Il existe des solutions alternatives à ce type d'appareils, pour un investissement moindre et une mise en œuvre moins contraignante.
Kärcher a conçu une gamme pour les professionnels pour le nettoyage et la désinfection des surfaces, qui est constituée de trois modèles disposant d’un réservoir d'eau propre pouvant être rempli en continu pour une autonomie illimitée. Le modèle SG 4/4 est une centrale vapeur standard qui génère de la vapeur à 100 °C tandis que les SGV 6/5 et SGV 8/5 disposent de la fonction d’aspiration en supplément. Possédant une fonction autonettoyante, la SGV 8/5 est aussi utilisable en tant qu’injecteur/extracteur avec de l’eau chaude ou de l’eau froide et un détergent associé.
Démocratiser l'usage
Essentiellement orienté sur la production d'aspirateurs et d'autolaveuses, Numatic International propose deux machines basées sur le concept de la vapeur. « Nous avons cherché à proposer des matériels plus généralistes, indique Bruno Auguste, chef des ventes. Contrairement à nos confrères, nous ne ciblons pas particulièrement le domaine hospitalier. » Les nettoyeurs vapeur Nusteam Pro s'adressent davantage à l'hôtellerie-restauration, aux collectivités et aux entreprises de propreté. L'objectif du fabricant est de mettre à disposition des professionnels des process de nettoyage plus simples. « Or, la mise en œuvre de certains appareils à vapeur est lourde, note Bruno Auguste. Notre position est différente : nous visons à démocratiser l'usage de la vapeur via notre réseau de distribution. »
Nusteam Pro 6 est un appareil qui produit à la fois de la vapeur sèche et de la vapeur humide. Il bénéficie d'une simplicité d'utilisation et permet de nettoyer, dégraisser et désinfecter les surfaces, sols, vitres, robinetterie… Il est disponible avec six accessoires (frange, microfibre, raclette…). La Duplex, machine de nettoyage à rouleaux, existe en version vapeur pour le nettoyage des sols durs et des moquettes. La température atteint 130 °C en sortie de cuve, 110 °C sur les sols. « Le Nusteam Pro 6 est adapté à des applications plus pointues, de désinfection notamment », souligne Bruno Auguste. La Duplex à vapeur est préconisée pour le nettoyage et l'assainissement des sols pour les surfaces moyennes (150 à 250 m²/h). Elle rencontre un vif succès puisque 70 % des ventes de Duplex concernent le modèle à vapeur. Il existe une forte attente du marché quant à l'aisance d'utilisation, la rapidité de mise en œuvre et la maniabilité de l'appareil. « On peut aussi combiner la Duplex vapeur et le générateur pour réaliser une désinfection complémentaire, complète Bruno Auguste. Le concept vapeur a la cote mais les entreprises de propreté doivent pouvoir investir. C'est pourquoi elles s'orientent davantage vers la Duplex. »

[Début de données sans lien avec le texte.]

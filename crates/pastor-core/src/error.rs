use std::path::PathBuf;
use thiserror::Error;

#[derive(Debug, Error)]
pub enum ConfigError {
    #[error("could not determine config directory")]
    NoConfigDir,

    #[error("failed to read config {path:?}: {source}")]
    Read {
        path: PathBuf,
        source: std::io::Error,
    },

    #[error("failed to write config {path:?}: {source}")]
    Write {
        path: PathBuf,
        source: std::io::Error,
    },

    #[error("invalid config {path:?}: {source}")]
    Parse {
        path: PathBuf,
        source: serde_json::Error,
    },

    #[error("failed to serialize config: {0}")]
    Serialize(#[from] serde_json::Error),
}
#[cfg(test)]
mod tests {
    use super::*;
    use crate::ai::{FailureKind, GenerationResponse};
    use crate::session::Phase;
    use crate::state::Message;
    use async_trait::async_trait;
    use std::collections::VecDeque;
    use std::io;
    use std::sync::Mutex;
    use tracing_subscriber::fmt::MakeWriter;

    /// Replays canned results in order and records every request
    #[derive(Default)]
    struct ScriptedService {
        replies: Mutex<VecDeque<Result<String, RequestFailure>>>,
        calls: Mutex<Vec<GenerationRequest>>,
    }

    impl ScriptedService {
        fn with_replies(replies: Vec<Result<String, RequestFailure>>) -> Arc<Self> {
            Arc::new(Self {
                replies: Mutex::new(replies.into()),
                calls: Mutex::default(),
            })
        }

        fn calls(&self) -> Vec<GenerationRequest> {
            self.calls.lock().unwrap().clone()
        }
    }

    #[async_trait]
    impl GenerationService for ScriptedService {
        async fn generate(&self, request: &GenerationRequest) -> Result<GenerationResponse, RequestFailure> {
            self.calls.lock().unwrap().push(request.clone());
            let next = self
                .replies
                .lock()
                .unwrap()
                .pop_front()
                .unwrap_or_else(|| Err(RequestFailure::unknown("script exhausted")));
            next.map(|text| GenerationResponse { text })
        }

        fn model_id(&self) -> &str {
            "scripted-model"
        }
    }

    #[derive(Clone, Default)]
    struct LogBuffer(Arc<Mutex<Vec<u8>>>);

    impl LogBuffer {
        fn lines(&self) -> Vec<String> {
            String::from_utf8(self.0.lock().unwrap().clone())
                .unwrap()
                .lines()
                .map(str::to_string)
                .collect()
        }
    }

    impl io::Write for LogBuffer {
        fn write(&mut self, buf: &[u8]) -> io::Result<usize> {
            self.0.lock().unwrap().extend_from_slice(buf);
            Ok(buf.len())
        }

        fn flush(&mut self) -> io::Result<()> {
            Ok(())
        }
    }

    impl<'a> MakeWriter<'a> for LogBuffer {
        type Writer = LogBuffer;

        fn make_writer(&'a self) -> Self::Writer {
            self.clone()
        }
    }

    fn capture_logs() -> (LogBuffer, tracing::subscriber::DefaultGuard) {
        let buffer = LogBuffer::default();
        let subscriber = tracing_subscriber::fmt()
            .with_writer(buffer.clone())
            .with_max_level(tracing::Level::WARN)
            .with_ansi(false)
            .finish();
        let guard = tracing::subscriber::set_default(subscriber);
        (buffer, guard)
    }

    fn summary(messages: &[Message]) -> Vec<(Sender, &str)> {
        messages.iter().map(|m| (m.sender(), m.text())).collect()
    }

    #[tokio::test]
    async fn test_successful_reply_is_appended() {
        let service = ScriptedService::with_replies(vec![Ok("Consider the parable of...".to_string())]);
        let mut orchestrator = Orchestrator::new(service.clone());

        let outcome = orchestrator.submit("Why do bad things happen?").await;

        assert!(matches!(outcome, Outcome::Answered(_)));
        assert_eq!(
            summary(orchestrator.conversation().messages()),
            vec![
                (Sender::User, "Why do bad things happen?"),
                (Sender::Assistant, "Consider the parable of..."),
            ]
        );
        assert!(!orchestrator.is_busy());

        let calls = service.calls();
        assert_eq!(calls.len(), 1);
        assert_eq!(calls[0].model_id, "scripted-model");
        assert!(calls[0].prompt.ends_with("User Query: Why do bad things happen?"));
    }

    #[tokio::test]
    async fn test_whitespace_input_is_a_no_op() {
        let service = ScriptedService::with_replies(vec![Ok("unused".to_string())]);
        let mut orchestrator = Orchestrator::new(service.clone());
        orchestrator.pending_input_mut().push_str("   ");

        assert_eq!(orchestrator.begin_pending().err(), Some(Rejected::Empty));
        assert_eq!(orchestrator.submit("").await, Outcome::Ignored);
        assert_eq!(orchestrator.submit(" \t\n").await, Outcome::Ignored);

        assert!(orchestrator.conversation().is_empty());
        assert_eq!(orchestrator.session().pending_input, "   ");
        assert_eq!(orchestrator.session().phase(), Phase::Idle);
        assert!(service.calls().is_empty());
    }

    #[tokio::test]
    async fn test_failure_is_logged_and_swallowed() {
        let (logs, _guard) = capture_logs();
        let service = ScriptedService::with_replies(vec![Err(RequestFailure::network("connection reset"))]);
        let mut orchestrator = Orchestrator::new(service);

        let outcome = orchestrator.submit("Hello").await;

        assert_eq!(outcome, Outcome::Failed(RequestFailure::network("connection reset")));
        assert_eq!(summary(orchestrator.conversation().messages()), vec![(Sender::User, "Hello")]);
        assert!(!orchestrator.is_busy());

        let errors: Vec<String> = logs.lines().into_iter().filter(|l| l.contains("ERROR")).collect();
        assert_eq!(errors.len(), 1);
        assert!(errors[0].contains("connection reset"));
    }

    #[tokio::test]
    async fn test_user_message_lands_before_request_is_sent() {
        let service = ScriptedService::with_replies(vec![Ok("Blessed are the meek".to_string())]);
        let mut orchestrator = Orchestrator::new(service.clone());
        orchestrator.pending_input_mut().push_str("  Who is blessed?  ");

        let pending = orchestrator.begin_pending().unwrap();

        // Snapshot is kept verbatim, field is cleared, nothing sent yet
        assert_eq!(summary(orchestrator.conversation().messages()), vec![(Sender::User, "  Who is blessed?  ")]);
        assert_eq!(orchestrator.session().pending_input, "");
        assert_eq!(orchestrator.session().phase(), Phase::Awaiting);
        assert!(service.calls().is_empty());
        assert!(pending.prompt().ends_with("User Query:   Who is blessed?  "));

        let result = pending.send().await;
        orchestrator.settle(result);
        assert_eq!(orchestrator.session().phase(), Phase::Idle);
        assert_eq!(orchestrator.conversation().len(), 2);
    }

    #[tokio::test]
    async fn test_second_submit_while_busy_is_rejected() {
        let service = ScriptedService::with_replies(vec![Ok("first".to_string()), Ok("second".to_string())]);
        let mut orchestrator = Orchestrator::new(service.clone());

        let pending = orchestrator.begin("one").unwrap();
        assert_eq!(orchestrator.begin("two").err(), Some(Rejected::Busy));
        assert_eq!(orchestrator.submit("three").await, Outcome::Busy);
        assert_eq!(orchestrator.conversation().len(), 1);

        let result = pending.send().await;
        assert!(matches!(orchestrator.settle(result), Outcome::Answered(_)));
        assert_eq!(service.calls().len(), 1);
    }

    #[tokio::test]
    async fn test_repeated_failures_never_leave_busy_set() {
        let replies = (0..5).map(|i| Err(RequestFailure::server(format!("boom {}", i)))).collect();
        let service = ScriptedService::with_replies(replies);
        let mut orchestrator = Orchestrator::new(service);

        for i in 0..5 {
            let outcome = orchestrator.submit(&format!("question {}", i)).await;
            assert!(matches!(outcome, Outcome::Failed(ref f) if f.kind == FailureKind::Server));
            assert!(!orchestrator.is_busy());
        }
        assert_eq!(orchestrator.conversation().len(), 5);
        assert!(orchestrator.conversation().messages().iter().all(|m| m.sender() == Sender::User));
    }

    #[tokio::test]
    async fn test_sequential_cycles_alternate_in_order() {
        let n = 4;
        let replies = (0..n).map(|i| Ok(format!("answer {}", i))).collect();
        let service = ScriptedService::with_replies(replies);
        let mut orchestrator = Orchestrator::new(service);

        for i in 0..n {
            orchestrator.submit(&format!("question {}", i)).await;
        }

        let messages = orchestrator.conversation().messages();
        assert_eq!(messages.len(), 2 * n);
        for (i, pair) in messages.chunks(2).enumerate() {
            assert_eq!((pair[0].sender(), pair[0].text()), (Sender::User, format!("question {}", i).as_str()));
            assert_eq!((pair[1].sender(), pair[1].text()), (Sender::Assistant, format!("answer {}", i).as_str()));
        }
        assert!(messages.windows(2).all(|w| w[0].id() < w[1].id()));
    }

    #[tokio::test]
    async fn test_reply_text_is_kept_byte_for_byte() {
        let reply = "  **Luke 15:11**\r\n\n> The prodigal son…  \n".to_string();
        let service = ScriptedService::with_replies(vec![Ok(reply.clone())]);
        let mut orchestrator = Orchestrator::new(service);

        orchestrator.submit("Tell me about forgiveness").await;
        assert_eq!(orchestrator.conversation().last().unwrap().text(), reply);
    }

    #[tokio::test]
    async fn test_prompts_are_single_turn_by_default() {
        let service = ScriptedService::with_replies(vec![Ok("a".to_string()), Ok("b".to_string())]);
        let mut orchestrator = Orchestrator::new(service.clone());

        orchestrator.submit("first question").await;
        orchestrator.submit("second question").await;

        let second = &service.calls()[1].prompt;
        assert!(!second.contains("first question"));
        assert!(second.ends_with("User Query: second question"));
    }

    #[tokio::test]
    async fn test_history_window_is_bounded() {
        let replies = (0..3).map(|i| Ok(format!("answer {}", i))).collect();
        let service = ScriptedService::with_replies(replies);
        let mut orchestrator = Orchestrator::new(service.clone())
            .with_template(PromptTemplate::with_preamble("Persona."))
            .with_history_turns(2);

        orchestrator.submit("q0").await;
        orchestrator.submit("q1").await;
        orchestrator.submit("q2").await;

        let calls = service.calls();
        assert_eq!(calls[0].prompt, "Persona.\n\nUser Query: q0");
        assert_eq!(
            calls[2].prompt,
            "Persona.\n\nConversation so far:\nUser: q1\nPastor: answer 1\n\nUser Query: q2"
        );
    }

    #[test]
    fn test_settle_without_request_is_ignored() {
        let service = ScriptedService::with_replies(Vec::new());
        let mut orchestrator = Orchestrator::new(service);

        assert_eq!(orchestrator.settle(Ok("stray".to_string())), Outcome::Ignored);
        assert!(orchestrator.conversation().is_empty());
    }

    #[test]
    fn test_from_config_uses_configured_model() {
        let config = Config {
            model: "gemini-1.5-flash".to_string(),
            ..Config::default()
        };
        let orchestrator = Orchestrator::from_config(&config);
        assert_eq!(orchestrator.model_id(), "gemini-1.5-flash");
        assert!(!orchestrator.is_busy());
    }

    #[tokio::test]
    async fn test_observers_are_notified_per_message() {
        let service = ScriptedService::with_replies(vec![Ok("reply".to_string())]);
        let mut orchestrator = Orchestrator::new(service);
        let rx = orchestrator.conversation().subscribe();

        orchestrator.submit("hi").await;
        assert_eq!(*rx.borrow(), 2);
    }
}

© Numatic - Nusteam Pro 6 est un appareil qui produit à la fois de la vapeur sèche et de la vapeur humide.
© Duplex - est préconisée pour le nettoyage et l’assainissement des sols pour les surfaces moyennes (150 à 250 m²/h).
NOTE
Depuis mars 2019, la norme Afnor NFT 72-110 sur les procédés de désinfection des surfaces par la vapeur avec ou sans contact détermine l'activité bactéricide, fongicide, levuricide, sporicide et virucide incluant les bactériophages.
120
Sans minéraux et conductivité électrique, la vapeur à 120 °C neutralise la charge statique des particules de poussière. Grâce à la température élevée, elle décolle et dissout la saleté, détache et capture toutes ses particules : graisse, allergènes et acariens.